Sabtu, 21 September 2013

The Creative Minds Behind Obamacare Scare Ads

The Obamacare ad wars just hit a new level of absurdity.

In recent weeks, with time ticking down until the health-care law’s insurance marketplaces open up, states across the country have been reaching out to consumers trying to persuade them to sign up for the insurance exchanges, using commercials brimming with all kinds of wacky scenarios, including marauding raccoons and Paul Bunyan on water skis.

Now, the anti-Obamacare folks are striking back. On Thursday, Generation Opportunity, a Virginia-based conservative organization funded in part by Charles and David Koch, unleashed a campaign complete with body-cavity searches and a character known as Creepy Uncle Sam.

In the first ad, dubbed “The Exam,” a young woman who has signed up for Obamacare arrives at a medical facility and changes out of her clothes and into a flimsy hospital gown. Following the instructions of a doctor, she reclines on a hospital bed and spreads her legs into a pair of stirrups. The doctor leaves the room. Then, suddenly a mascot wearing a plastic Uncle Sam mask and sporting an unwavering grin—Creepy Uncle Sam!—pops up between her legs. As she screams, the ad pans out. “Don’t let government play doctor,” reads the kicker.

A second spot, entitled “The Glove,” follows a similar narrative arc. A young man sits in an examination room and tells a doctor that he’s signed up for Obamacare. “I saw the ads and figured, why not?” he says. “Okay,” says the doctor. “Take your pants off.” The man drops his trousers, reclines on the hospital bed, and brings his knees to his chest. The doctor leaves the room. Behind the young man, Creepy Uncle Sam pops up, raises his hand into the air, snaps on a latex medical glove, and wiggles his fingers menacingly.

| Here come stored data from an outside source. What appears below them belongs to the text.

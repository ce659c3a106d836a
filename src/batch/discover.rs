//! Machine discovery
//! Sources: a caller-supplied list, a machines file, or cluster nodes matching
//! a label selector (via kubectl).

use std::fs;
use std::path::PathBuf;
use std::process::Command;

use log::debug;

use crate::batch::types::Machine;
use crate::utils::{FleetcheckError, Result};

pub trait Discoverer {
    fn discover(&self) -> Result<Vec<Machine>>;
}

// ── Static list ─────────────────────────────────────────────────────────────

/// Returns the caller-supplied hosts unchanged. Order is preserved and no
/// deduplication is performed.
pub struct StaticDiscoverer {
    pub machines: Vec<String>,
}

impl Discoverer for StaticDiscoverer {
    fn discover(&self) -> Result<Vec<Machine>> {
        Ok(self.machines.iter().map(|h| Machine::new(h.as_str())).collect())
    }
}

// ── Machines file ───────────────────────────────────────────────────────────

/// One host per line; blank and whitespace-only lines are skipped. No comment
/// syntax.
pub struct FileDiscoverer {
    pub path: PathBuf,
}

impl Discoverer for FileDiscoverer {
    fn discover(&self) -> Result<Vec<Machine>> {
        let content = fs::read_to_string(&self.path).map_err(|e| {
            FleetcheckError::Discovery(format!("cannot read {}: {}", self.path.display(), e))
        })?;

        Ok(content
            .lines()
            .map(str::trim)
            .filter(|l| !l.is_empty())
            .map(Machine::new)
            .collect())
    }
}

// ── Label selector ──────────────────────────────────────────────────────────

/// Queries cluster nodes matching a label selector. An empty selector matches
/// all nodes; `unready_only` keeps only nodes whose Ready condition is not
/// "True". Zero matches is an empty list, not an error.
pub struct KubeDiscoverer {
    selector: String,
    unready_only: bool,
}

impl KubeDiscoverer {
    pub fn new(selector: impl Into<String>, unready_only: bool) -> Self {
        Self {
            selector: selector.into(),
            unready_only,
        }
    }
}

impl Discoverer for KubeDiscoverer {
    fn discover(&self) -> Result<Vec<Machine>> {
        let mut cmd = Command::new("kubectl");
        cmd.args(&["get", "nodes", "-o", "json"]);
        if !self.selector.is_empty() {
            cmd.arg("-l").arg(&self.selector);
        }
        debug!("querying cluster nodes with selector {:?}", self.selector);

        let out = cmd
            .output()
            .map_err(|e| FleetcheckError::Discovery(format!("kubectl failed: {}", e)))?;

        if !out.status.success() {
            return Err(FleetcheckError::Discovery(format!(
                "kubectl get nodes failed: {}",
                String::from_utf8_lossy(&out.stderr).trim()
            )));
        }

        let node_list: serde_json::Value = serde_json::from_slice(&out.stdout)
            .map_err(|e| FleetcheckError::Discovery(format!("node list JSON: {}", e)))?;

        parse_node_list(&node_list, self.unready_only)
    }
}

fn parse_node_list(node_list: &serde_json::Value, unready_only: bool) -> Result<Vec<Machine>> {
    let items = node_list["items"]
        .as_array()
        .ok_or_else(|| FleetcheckError::Discovery("node list has no items array".to_string()))?;

    let mut machines = Vec::new();
    for item in items {
        let host = item["metadata"]["name"].as_str().ok_or_else(|| {
            FleetcheckError::Discovery("node without metadata.name".to_string())
        })?;

        if unready_only && node_is_ready(item) {
            continue;
        }

        let labels = item["metadata"]["labels"]
            .as_object()
            .map(|obj| {
                obj.iter()
                    .map(|(k, v)| (k.clone(), v.as_str().unwrap_or("").to_string()))
                    .collect()
            })
            .unwrap_or_default();

        machines.push(Machine {
            host: host.to_string(),
            labels,
        });
    }
    Ok(machines)
}

fn node_is_ready(node: &serde_json::Value) -> bool {
    node["status"]["conditions"]
        .as_array()
        .map(|conds| {
            conds.iter().any(|c| {
                c["type"].as_str() == Some("Ready") && c["status"].as_str() == Some("True")
            })
        })
        .unwrap_or(false)
}

#[cfg(test)]
mod tests {
    use super::*;
    use std::io::Write;

    #[test]
    fn static_list_preserves_order_without_dedup() {
        let d = StaticDiscoverer {
            machines: vec!["b".to_string(), "a".to_string(), "b".to_string()],
        };
        let machines = d.discover().unwrap();
        let hosts: Vec<&str> = machines.iter().map(|m| m.host.as_str()).collect();
        assert_eq!(hosts, vec!["b", "a", "b"]);
    }

    #[test]
    fn file_skips_blank_and_whitespace_lines() {
        let mut file = tempfile::NamedTempFile::new().unwrap();
        write!(file, "host1\n\n  \nhost2\n").unwrap();
        let d = FileDiscoverer {
            path: file.path().to_path_buf(),
        };
        let machines = d.discover().unwrap();
        let hosts: Vec<&str> = machines.iter().map(|m| m.host.as_str()).collect();
        assert_eq!(hosts, vec!["host1", "host2"]);
    }

    #[test]
    fn unreadable_file_is_a_discovery_error() {
        let d = FileDiscoverer {
            path: PathBuf::from("/no/such/machines/file"),
        };
        assert!(matches!(
            d.discover(),
            Err(FleetcheckError::Discovery(_))
        ));
    }

    fn node(name: &str, ready: &str) -> serde_json::Value {
        serde_json::json!({
            "metadata": { "name": name, "labels": { "role": "worker" } },
            "status": { "conditions": [ { "type": "Ready", "status": ready } ] }
        })
    }

    #[test]
    fn zero_matching_nodes_is_empty_not_an_error() {
        let list = serde_json::json!({ "items": [] });
        assert!(parse_node_list(&list, false).unwrap().is_empty());
    }

    #[test]
    fn parses_node_names_and_labels() {
        let list = serde_json::json!({ "items": [ node("node-1", "True") ] });
        let machines = parse_node_list(&list, false).unwrap();
        assert_eq!(machines[0].host, "node-1");
        assert_eq!(machines[0].labels.get("role").map(String::as_str), Some("worker"));
    }

    #[test]
    fn unready_only_filters_ready_nodes() {
        let list = serde_json::json!({
            "items": [ node("ready-1", "True"), node("broken-1", "False"), node("broken-2", "Unknown") ]
        });
        let machines = parse_node_list(&list, true).unwrap();
        let hosts: Vec<&str> = machines.iter().map(|m| m.host.as_str()).collect();
        assert_eq!(hosts, vec!["broken-1", "broken-2"]);
    }

    #[test]
    fn malformed_node_list_is_a_discovery_error() {
        let list = serde_json::json!({ "kind": "Status" });
        assert!(parse_node_list(&list, false).is_err());
    }
}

The message is effectively communicated, if not particularly subtly. It’s one part Kool-Aid Man, one part Bad Santa.

Evan Feinberg, the head of Generation Opportunity, says the two ads are part of a broader campaign aimed at young, uninsured millennials who need to decide whether to opt in or opt out of Obamacare. The ads are the end result, he says, of a month-long “creative and collaborative process” among the organization’s young staffers.

“Government in the exam room is not something that young women or young men are comfortable with,” says Feinberg, 29. “So we decided to come up with a creative ad to tell that story.”

Enter Creepy Uncle Sam.

“We were trying to figure out how to personify government in the exam room,” he says. “The idea is that Uncle Sam is a very patriotic figure. We certainly don’t want to undermine that in any way. It’s when he gets creepy that people should push back. Creepy Uncle Sam was sort of the fun idea that we came up with.”

The ads have already racked up more than a million views on YouTube (GOOG). Feinberg says Generation Opportunity has gotten lots of positive feedback and is now considering expanding the campaign. As of yet, there are no plans, he says, to buy television airtime, although Hulu might be a possibility.

According to Feinberg, since Creepy Uncle Sam made his debut, he’s been drawing comparisons to the “Creepy King” mascot that ad agency Crispin Porter + Bogusky created on behalf of Burger King (BKW).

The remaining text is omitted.